Top of PROVIDED DATA

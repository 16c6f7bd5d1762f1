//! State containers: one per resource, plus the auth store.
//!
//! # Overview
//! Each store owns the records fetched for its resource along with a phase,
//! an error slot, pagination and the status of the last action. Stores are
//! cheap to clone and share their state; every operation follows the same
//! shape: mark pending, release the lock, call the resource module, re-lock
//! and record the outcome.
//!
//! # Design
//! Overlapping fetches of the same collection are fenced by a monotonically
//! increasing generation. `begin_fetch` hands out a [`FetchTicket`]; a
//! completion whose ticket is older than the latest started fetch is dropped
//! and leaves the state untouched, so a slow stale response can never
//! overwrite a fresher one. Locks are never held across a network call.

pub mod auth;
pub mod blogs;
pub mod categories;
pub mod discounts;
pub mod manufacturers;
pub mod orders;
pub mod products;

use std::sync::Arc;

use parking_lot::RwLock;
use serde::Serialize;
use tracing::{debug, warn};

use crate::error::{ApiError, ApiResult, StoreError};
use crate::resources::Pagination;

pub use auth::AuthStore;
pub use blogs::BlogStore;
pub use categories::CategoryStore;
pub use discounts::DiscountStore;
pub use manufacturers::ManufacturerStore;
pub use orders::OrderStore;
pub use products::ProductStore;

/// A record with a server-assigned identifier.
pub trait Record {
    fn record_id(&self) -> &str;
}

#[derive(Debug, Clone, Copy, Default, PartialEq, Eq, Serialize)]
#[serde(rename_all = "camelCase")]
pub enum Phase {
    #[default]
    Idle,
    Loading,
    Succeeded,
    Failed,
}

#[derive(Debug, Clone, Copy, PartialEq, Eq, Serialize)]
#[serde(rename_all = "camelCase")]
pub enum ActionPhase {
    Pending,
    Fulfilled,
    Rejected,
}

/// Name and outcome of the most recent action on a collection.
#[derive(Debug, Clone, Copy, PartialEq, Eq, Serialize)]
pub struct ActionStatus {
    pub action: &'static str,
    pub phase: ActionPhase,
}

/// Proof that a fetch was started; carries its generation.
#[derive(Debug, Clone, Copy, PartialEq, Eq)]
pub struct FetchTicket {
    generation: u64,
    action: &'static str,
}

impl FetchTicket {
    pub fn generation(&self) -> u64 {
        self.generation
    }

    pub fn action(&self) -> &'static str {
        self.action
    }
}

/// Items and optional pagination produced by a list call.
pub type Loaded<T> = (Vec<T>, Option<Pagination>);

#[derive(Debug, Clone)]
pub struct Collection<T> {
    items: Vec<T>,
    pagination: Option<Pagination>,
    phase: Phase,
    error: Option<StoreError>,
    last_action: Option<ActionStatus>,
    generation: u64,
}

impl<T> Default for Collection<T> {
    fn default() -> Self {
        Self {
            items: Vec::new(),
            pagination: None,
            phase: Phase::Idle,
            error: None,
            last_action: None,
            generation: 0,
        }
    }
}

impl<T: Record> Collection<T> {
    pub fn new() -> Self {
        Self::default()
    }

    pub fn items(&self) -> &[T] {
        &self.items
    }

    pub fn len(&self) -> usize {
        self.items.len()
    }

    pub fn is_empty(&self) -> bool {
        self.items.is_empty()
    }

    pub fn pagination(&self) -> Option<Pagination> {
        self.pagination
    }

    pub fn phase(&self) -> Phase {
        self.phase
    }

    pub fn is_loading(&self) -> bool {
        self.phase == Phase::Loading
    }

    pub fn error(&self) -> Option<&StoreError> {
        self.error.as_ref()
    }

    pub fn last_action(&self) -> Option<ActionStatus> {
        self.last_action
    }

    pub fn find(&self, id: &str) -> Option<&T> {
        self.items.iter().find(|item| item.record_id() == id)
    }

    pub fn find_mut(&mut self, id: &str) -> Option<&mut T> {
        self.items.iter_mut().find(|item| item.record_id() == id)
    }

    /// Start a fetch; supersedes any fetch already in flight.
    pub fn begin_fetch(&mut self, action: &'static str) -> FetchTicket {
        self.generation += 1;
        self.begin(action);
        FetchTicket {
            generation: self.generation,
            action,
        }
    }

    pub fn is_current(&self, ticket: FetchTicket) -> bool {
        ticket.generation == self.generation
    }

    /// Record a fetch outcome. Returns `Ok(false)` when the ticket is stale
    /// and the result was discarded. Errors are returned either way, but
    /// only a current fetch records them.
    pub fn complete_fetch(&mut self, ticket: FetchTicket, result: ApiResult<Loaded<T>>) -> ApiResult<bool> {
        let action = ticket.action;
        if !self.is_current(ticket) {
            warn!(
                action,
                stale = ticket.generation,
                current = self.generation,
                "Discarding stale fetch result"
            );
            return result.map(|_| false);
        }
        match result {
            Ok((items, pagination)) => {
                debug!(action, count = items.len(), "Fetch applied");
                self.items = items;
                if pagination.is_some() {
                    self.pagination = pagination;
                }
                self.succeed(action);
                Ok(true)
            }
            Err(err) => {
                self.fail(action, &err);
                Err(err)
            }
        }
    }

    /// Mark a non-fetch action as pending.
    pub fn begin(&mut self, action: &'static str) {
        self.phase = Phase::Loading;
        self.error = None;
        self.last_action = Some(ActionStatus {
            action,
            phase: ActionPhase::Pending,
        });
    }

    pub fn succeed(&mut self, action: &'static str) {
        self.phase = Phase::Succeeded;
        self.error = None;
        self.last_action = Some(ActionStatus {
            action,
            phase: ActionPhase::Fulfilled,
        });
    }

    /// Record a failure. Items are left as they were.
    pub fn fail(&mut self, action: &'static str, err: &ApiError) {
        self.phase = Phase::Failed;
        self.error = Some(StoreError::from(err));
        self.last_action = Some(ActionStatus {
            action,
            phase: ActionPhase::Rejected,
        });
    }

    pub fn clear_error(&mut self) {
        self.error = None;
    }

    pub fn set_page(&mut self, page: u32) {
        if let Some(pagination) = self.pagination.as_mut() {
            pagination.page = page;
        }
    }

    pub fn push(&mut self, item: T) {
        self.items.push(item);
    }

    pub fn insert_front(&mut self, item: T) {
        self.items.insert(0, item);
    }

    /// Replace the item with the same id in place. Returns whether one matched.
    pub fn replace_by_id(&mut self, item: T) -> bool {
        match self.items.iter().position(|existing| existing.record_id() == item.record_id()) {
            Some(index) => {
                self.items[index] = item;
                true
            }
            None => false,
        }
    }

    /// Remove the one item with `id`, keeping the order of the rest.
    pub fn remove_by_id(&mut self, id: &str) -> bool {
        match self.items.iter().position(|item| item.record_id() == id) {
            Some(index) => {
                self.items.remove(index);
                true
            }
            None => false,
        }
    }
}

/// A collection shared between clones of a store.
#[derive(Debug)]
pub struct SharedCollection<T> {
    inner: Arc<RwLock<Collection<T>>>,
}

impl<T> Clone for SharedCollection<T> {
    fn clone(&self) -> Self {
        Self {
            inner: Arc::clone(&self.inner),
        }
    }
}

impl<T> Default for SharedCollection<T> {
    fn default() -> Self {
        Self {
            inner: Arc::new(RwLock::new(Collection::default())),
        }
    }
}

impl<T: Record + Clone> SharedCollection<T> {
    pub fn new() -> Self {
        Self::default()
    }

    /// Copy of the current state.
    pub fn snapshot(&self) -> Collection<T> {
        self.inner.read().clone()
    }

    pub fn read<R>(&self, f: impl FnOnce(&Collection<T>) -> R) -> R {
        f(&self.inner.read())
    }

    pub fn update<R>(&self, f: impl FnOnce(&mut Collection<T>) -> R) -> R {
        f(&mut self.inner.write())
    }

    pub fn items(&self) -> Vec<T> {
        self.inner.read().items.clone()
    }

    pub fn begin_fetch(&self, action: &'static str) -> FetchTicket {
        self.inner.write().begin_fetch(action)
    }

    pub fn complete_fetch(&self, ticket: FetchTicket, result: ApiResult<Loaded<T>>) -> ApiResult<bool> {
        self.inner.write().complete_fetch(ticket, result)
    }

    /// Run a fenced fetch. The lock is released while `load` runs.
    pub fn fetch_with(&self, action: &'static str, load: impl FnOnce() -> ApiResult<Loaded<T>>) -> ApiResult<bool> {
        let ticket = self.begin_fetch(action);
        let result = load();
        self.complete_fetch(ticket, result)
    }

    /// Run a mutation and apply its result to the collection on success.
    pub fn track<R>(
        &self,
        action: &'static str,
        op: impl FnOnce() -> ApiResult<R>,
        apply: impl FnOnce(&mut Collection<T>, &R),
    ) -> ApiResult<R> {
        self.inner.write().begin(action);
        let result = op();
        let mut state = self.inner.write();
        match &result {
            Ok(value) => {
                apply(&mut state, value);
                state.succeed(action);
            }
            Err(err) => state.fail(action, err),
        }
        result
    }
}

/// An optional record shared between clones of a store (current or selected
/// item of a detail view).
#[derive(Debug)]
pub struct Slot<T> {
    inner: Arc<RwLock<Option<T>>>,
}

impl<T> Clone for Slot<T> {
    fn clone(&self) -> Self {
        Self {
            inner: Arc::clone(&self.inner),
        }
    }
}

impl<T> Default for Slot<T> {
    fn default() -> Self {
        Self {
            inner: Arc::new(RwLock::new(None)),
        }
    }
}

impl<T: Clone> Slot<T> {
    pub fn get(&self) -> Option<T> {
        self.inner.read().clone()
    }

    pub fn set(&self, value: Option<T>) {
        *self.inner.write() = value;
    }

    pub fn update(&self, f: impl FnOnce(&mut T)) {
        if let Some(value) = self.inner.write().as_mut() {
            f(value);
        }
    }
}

Bottom of PROVIDED DATA

> _ASSIGNED TASK_
Retype exactly the lines from the first line of the records above through the line containing "hands out a", both included, and nothing else.

> _REPLY TO THE TASK_
repository 16c6f7bd5d1762f1
//! State containers: one per resource, plus the auth store.
//!
//! # Overview
//! Each store owns the records fetched for its resource along with a phase,
//! an error slot, pagination and the status of the last action. Stores are
//! cheap to clone and share their state; every operation follows the same
//! shape: mark pending, release the lock, call the resource module, re-lock
//! and record the outcome.
//!
//! # Design
//! Overlapping fetches of the same collection are fenced by a monotonically
//! increasing generation. `begin_fetch` hands out a [`FetchTicket`]; a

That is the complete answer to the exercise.